Alcune ecofemministe hanno sostenuto che il sistema capitalista e patriarcale metta in atto una dominazione tripla: dominio sui popoli colonizzati, sulle donne e sulle risorse naturali. Tutto questo si trova al centro delle analisi dell’ecofemminismo, che mostra l’esistenza di un nesso diretto tra l’ideologia capitalista, il patriarcato, lo sfruttamento delle persone, il degrado ambientale. Così come il patriarcato ha controllato e subordinato la donna, così il sistema capitalistico ha fatto con la natura, considerandola come un qualcosa di sua proprietà, da dover sfruttare per affermare la sua posizione di dominio.

 

Due correnti di Ecofemminismo


L’ecofemminismo, quindi, propone una connessione tra l’oppressione delle donne e quella della natura nella società occidentale basata sulla logica del dominio e dello sfruttamento. Attualmente esistono varie correnti ecofemministe e tra le principali si distinguono l’ecofemminismo essenzialista con varianti spiritualiste e teologiche diffuse e l’ecofemminismo materialista o costruttivista.

 

L’ecofemminismo essenzialista


Chiamato anche classico, sosterrebbe che le donne per la loro capacità di dare la vita, siano più vicine alla natura e tendano a preservarla. Qui risulta centrale il rapporto tra donna e natura. Questa impostazione accusata di ginocentrismo ha incontrato una forte opposizione nella cosiddetta “corrente costruttivista” o materialista.

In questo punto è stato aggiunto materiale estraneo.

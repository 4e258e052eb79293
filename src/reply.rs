//! Consistent error replies, optionally masked behind a reference ID.
//!
//! A [`ResponsePolicy`] captures the rendering mode once at setup time and is
//! immutable afterwards; multiple independent policies can coexist. Each call
//! is stateless given that configuration.

use std::fmt::{self, Display, Formatter};
use std::str::FromStr;

use serde_json::{json, Value};
use tracing::{error, warn};

use crate::context::Response;
use crate::ids::ReferenceId;

/// Rendering mode for error envelopes
#[derive(Debug, Clone, Copy, PartialEq, Eq, Default)]
pub enum ErrorFormat {
    /// Plain text body carrying the message
    #[default]
    Text,
    /// JSON body `{"status": …, "message": …}`
    Json,
}

impl FromStr for ErrorFormat {
    type Err = std::convert::Infallible;

    /// Lenient parse: `json` (any case, surrounding whitespace ignored)
    /// selects JSON, everything else falls back to text.
    fn from_str(s: &str) -> Result<Self, Self::Err> {
        match s.trim().to_ascii_lowercase().as_str() {
            "json" => Ok(ErrorFormat::Json),
            _ => Ok(ErrorFormat::Text),
        }
    }
}

/// What went wrong, as an explicit tagged value.
///
/// Call sites either know the status and message outright, or they caught an
/// error value; there is no argument-shape sniffing to tell the two apart.
#[derive(Debug)]
pub enum ErrorDetail {
    /// Explicit status and message
    Status {
        /// HTTP status code
        status: u16,
        /// Client-facing message
        message: String,
    },
    /// A caught error; the status defaults to 400 when not supplied
    Caught {
        /// HTTP status code override
        status: Option<u16>,
        /// The underlying error; its message becomes the reply message
        source: anyhow::Error,
    },
}

impl ErrorDetail {
    /// Explicit status and message
    pub fn new(status: u16, message: impl Into<String>) -> Self {
        ErrorDetail::Status {
            status,
            message: message.into(),
        }
    }

    /// A caught error with the default 400 status
    pub fn caught(source: impl Into<anyhow::Error>) -> Self {
        ErrorDetail::Caught {
            status: None,
            source: source.into(),
        }
    }

    /// A caught error with an explicit status
    pub fn caught_with_status(status: u16, source: impl Into<anyhow::Error>) -> Self {
        ErrorDetail::Caught {
            status: Some(status),
            source: source.into(),
        }
    }

    fn resolve(self) -> (u16, String) {
        match self {
            ErrorDetail::Status { status, message } => (status, message),
            ErrorDetail::Caught { status, source } => (status.unwrap_or(400), source.to_string()),
        }
    }
}

impl From<(u16, String)> for ErrorDetail {
    fn from((status, message): (u16, String)) -> Self {
        ErrorDetail::new(status, message)
    }
}

impl From<(u16, &str)> for ErrorDetail {
    fn from((status, message): (u16, &str)) -> Self {
        ErrorDetail::new(status, message)
    }
}

impl From<anyhow::Error> for ErrorDetail {
    fn from(source: anyhow::Error) -> Self {
        ErrorDetail::caught(source)
    }
}

/// Error reply engine.
///
/// The format is fixed at construction and applies to every error this policy
/// produces. Server-side incidents (status >= 500) are logged with full detail
/// regardless of what reaches the client.
#[derive(Debug, Clone, Copy, Default)]
pub struct ResponsePolicy {
    format: ErrorFormat,
}

impl ResponsePolicy {
    /// Create a policy with the given error format
    #[must_use]
    pub fn new(format: ErrorFormat) -> Self {
        Self { format }
    }

    /// Plain text error replies
    #[must_use]
    pub fn text() -> Self {
        Self::new(ErrorFormat::Text)
    }

    /// JSON error replies
    #[must_use]
    pub fn json() -> Self {
        Self::new(ErrorFormat::Json)
    }

    /// The configured format
    #[must_use]
    pub fn format(&self) -> ErrorFormat {
        self.format
    }

    /// Build an error response carrying the real status and message.
    ///
    /// The message doubles as the status-line reason. Status codes >= 500 emit
    /// a structured server-incident log entry.
    pub fn error(&self, detail: impl Into<ErrorDetail>) -> Response {
        let (status, message) = detail.into().resolve();
        if status >= 500 {
            error!(target: "server.incident", status, message = %message, "server error");
        }
        let mut res = match self.format {
            ErrorFormat::Json => {
                Response::json(status, json!({ "status": status, "message": message }))
            }
            ErrorFormat::Text => Response::text(status, message.clone()),
        };
        res.reason = Some(message);
        res
    }

    /// Build an error response that hides the real message behind a fresh
    /// [`ReferenceId`].
    ///
    /// The real status and message are logged server-side keyed by the
    /// reference; the client only sees `An error occurred. Reference: <id>`.
    /// The status code itself still passes through. If the random source
    /// fails, the reply degrades to the opaque message without a reference
    /// rather than failing the request.
    pub fn masked_error(&self, detail: impl Into<ErrorDetail>) -> Response {
        let (status, message) = detail.into().resolve();
        match ReferenceId::new() {
            Ok(reference) => {
                if status >= 500 {
                    error!(reference = %reference, status, message = %message, "masked server error");
                } else {
                    warn!(reference = %reference, status, message = %message, "masked error");
                }
                self.error((status, format!("An error occurred. Reference: {reference}")))
            }
            Err(e) => {
                error!(error = %e, "reference id generation failed, masking without reference");
                self.error((status, "An error occurred."))
            }
        }
    }
}

/// Dump arbitrary data into a 200 response.
///
/// Strings that parse as JSON are promoted to JSON bodies; other strings
/// become plain text; everything else is sent as JSON.
pub fn reply(data: impl Into<Value>) -> Response {
    match data.into() {
        Value::String(s) => match serde_json::from_str::<Value>(&s) {
            Ok(v) => Response::json(200, v),
            Err(_) => Response::text(200, s),
        },
        other => Response::json(200, other),
    }
}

L’ecofemminismo materialista o costruttivista

Questa corrente respinge il legame donna-natura utilizzato proprio per legittimare la subordinazione delle donne agli uomini, portando avanti l’eredità della differenza “sesso – genere” di Simone de Beauvoir: “Donna non si nasce, lo si diventa” (Il secondo sesso, 1949). L’ecofemminismo costruttivista rifiuta qualsiasi sfumatura essenzialista e assume come temi di indagine la divisione sessuale del lavoro, la distribuzione del potere e della proprietà. Il ruolo delle donne nella difesa della natura sarebbe sì importante, ma per ragioni storiche ed economiche.

 

Le origini dell’ecofemminismo


La letteratura attribuisce all’ecofemminismo “biografie” diverse con diversi inizi, temporali e geografici, perciò non è facile tracciarne l’inizio. Si potrebbe dire che l’ecofemminismo è un movimento sociale iniziato negli anni ‘60 grazie alle espressioni pacifiste ed antimilitariste dell’epoca; o si potrebbe pensare che la teorizzazione dell’ecofemminismo sia partita negli anni ’70 in Francia, dove è stato coniato il termine “ecofemminismo” nel 1974 da Françoise d’Eaubonne.
Ma le origini sono ben più antiche: Una leggenda indiana narra che trecento anni fa, molte donne della comunità Bishnoi nel Rajasthan (India), guidati da Amrita Devi, sacrificarono le proprie vite per salvare dall’abbattimento dei khejri, alberi sacri, cingendoli con le braccia. Inizia con quest’evento la storia del movimento Chipko (Chipko in hindi significa “aggrapparsi”). Nel mezzo dell’Himalaya, negli anni ’70, le donne Chipko creano il movimento Hug The Tree Movement. La difesa degli alberi avviene attraverso il proprio corpo, il quale diventa lo strumento di lotta per difendere la foresta, fonte di sostentamento della loro società. L’abbraccio delle donne di Chipko agli alberi era l’abbraccio alla vita. Il sistema di sviluppo occidentale iniziava i processi di deforestazione, desertificazione, e inquinamento dell’acqua, che portò gravi conseguenze per la popolazione e per l’ambiente. Tuttavia, le donne sapevano che la difesa dei boschi comunali di querce e di Garhwal era imprescindibile per resistere alle multinazionali straniere che minacciavano il loro modo di divere. Per le donne, il bosco era molto più di una fonte di approvvigionamento di legname che avrebbero portato un guadagno. Vi era una forte tutela verso le foreste, le quali erano considerate fonte di vita, un ambiente sano e pulito, la salvezza di un ecosistema globale. Il movimento Chipko è uno degli esempi più conosciuti dell’ecofemminismo, un dialogo tra la sostenibilità ecologica e il legame che si può instaurare con la natura.

 

Esperienze ecofemministe

La partecipazione femminile alle lotte a carattere sociale ed ecologico è stata e continua ad essere presente. A Greenham Common, nel 1981, le femministe furono in prima fila nella protesta non-violenta contro la base militare inglese in cui si stavano per ospitare armi nucleari; il movimento Chipko nel nord dell’India, di cui abbiamo parlato prima, che all’inizio degli anni settanta si oppose mediante resistenza non violenta allo sfruttamento commerciale dei boschi dell’Himalaya; la Campagna Laxmi Mukti, sempre in India, fu promossa da donne che si proponevano di conseguire l’accesso alla proprietà della terra e la promozione di un sistema di produzione agricola ecologica in opposizione al modello prettamente agro-industriale; importanti i movimenti delle donne in agricoltura, braccianti che lottano contro il caporalato o contro l’espropriazione dei terreni. Figura importante da citare è sicuramente Vandana Shiva.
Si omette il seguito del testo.